How safe is tooth whitening?
Why don’t I buy whitening products from the chemist?
Why not buy whitening gel on the internet?
Are there different ways a dentist can whiten teeth?
How much does tooth whitening from the dentist cost?
Are there any side effects?
Are there contraindications to tooth whitening?
Are children or adolescences candidates for tooth whitening?

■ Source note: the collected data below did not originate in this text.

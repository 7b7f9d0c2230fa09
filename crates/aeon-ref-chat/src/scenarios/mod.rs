//! Runnable walk-throughs of the chat runtime.
//!
//! Each scenario builds its own runtime over fresh mocks and prints what
//! happens step by step. They share nothing, so any order works.

pub mod backend_failover;
pub mod event_fanout;
pub mod prompt_config;
pub mod replay;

How long does tooth whitening last?

Why do teeth darken?

Some people have naturally darker teeth than others, but generally teeth darken with time. Dentists classify staining into extrinsic and intrinsic staining. Extrinsic stains are caused by red wine, tea, coffee, smoking and certain colourings in foods and can be polished off the teeth to some extent. This is usually done by an oral hygienist. Intrinsic staining is the internal colour of the teeth.  The internal colour of teeth slowly darkens with age but there are certain chemicals that can rapidly darken teeth for example antibiotics such as tetracycline and minocycline (often used to treat acne in adolescents) and excess fluoride whilst the teeth are developing can cause light and dark patches on the teeth.  Trauma to a tooth can also cause intrinsic darkening if the nerve is damaged. The most common causes however are bacterial plaque and tartar, caries (tooth decay) or stained white fillings.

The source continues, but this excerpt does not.